Give back only the lines from the one with "Router::new()" through the last line of the data, exactly as they appear.

*** Records supplied

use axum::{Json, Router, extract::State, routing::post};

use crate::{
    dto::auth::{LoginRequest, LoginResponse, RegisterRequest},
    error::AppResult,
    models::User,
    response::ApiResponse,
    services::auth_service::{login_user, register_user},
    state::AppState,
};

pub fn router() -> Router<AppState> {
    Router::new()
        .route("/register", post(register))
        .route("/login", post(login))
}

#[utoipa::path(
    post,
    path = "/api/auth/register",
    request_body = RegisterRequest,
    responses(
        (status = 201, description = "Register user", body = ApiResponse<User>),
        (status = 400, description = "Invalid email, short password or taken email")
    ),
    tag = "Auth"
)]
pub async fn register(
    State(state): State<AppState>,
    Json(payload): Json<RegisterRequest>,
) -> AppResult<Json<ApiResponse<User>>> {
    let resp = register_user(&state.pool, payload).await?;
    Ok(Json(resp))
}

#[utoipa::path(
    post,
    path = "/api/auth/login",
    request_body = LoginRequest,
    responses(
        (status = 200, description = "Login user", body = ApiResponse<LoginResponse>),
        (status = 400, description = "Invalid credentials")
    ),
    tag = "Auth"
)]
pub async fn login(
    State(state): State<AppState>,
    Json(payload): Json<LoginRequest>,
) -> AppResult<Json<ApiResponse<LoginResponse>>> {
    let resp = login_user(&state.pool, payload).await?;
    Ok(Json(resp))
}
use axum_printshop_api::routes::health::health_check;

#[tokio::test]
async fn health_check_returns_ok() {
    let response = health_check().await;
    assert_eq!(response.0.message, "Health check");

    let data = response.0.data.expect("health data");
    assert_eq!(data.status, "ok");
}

******

▶ **Solution to the problem**
    Router::new()
        .route("/register", post(register))
        .route("/login", post(login))
}

#[utoipa::path(
    post,
    path = "/api/auth/register",
    request_body = RegisterRequest,
    responses(
        (status = 201, description = "Register user", body = ApiResponse<User>),
        (status = 400, description = "Invalid email, short password or taken email")
    ),
    tag = "Auth"
)]
pub async fn register(
    State(state): State<AppState>,
    Json(payload): Json<RegisterRequest>,
) -> AppResult<Json<ApiResponse<User>>> {
    let resp = register_user(&state.pool, payload).await?;
    Ok(Json(resp))
}

#[utoipa::path(
    post,
    path = "/api/auth/login",
    request_body = LoginRequest,
    responses(
        (status = 200, description = "Login user", body = ApiResponse<LoginResponse>),
        (status = 400, description = "Invalid credentials")
    ),
    tag = "Auth"
)]
pub async fn login(
    State(state): State<AppState>,
    Json(payload): Json<LoginRequest>,
) -> AppResult<Json<ApiResponse<LoginResponse>>> {
    let resp = login_user(&state.pool, payload).await?;
    Ok(Json(resp))
}
use axum_printshop_api::routes::health::health_check;

#[tokio::test]
async fn health_check_returns_ok() {
    let response = health_check().await;
    assert_eq!(response.0.message, "Health check");

    let data = response.0.data.expect("health data");
    assert_eq!(data.status, "ok");
}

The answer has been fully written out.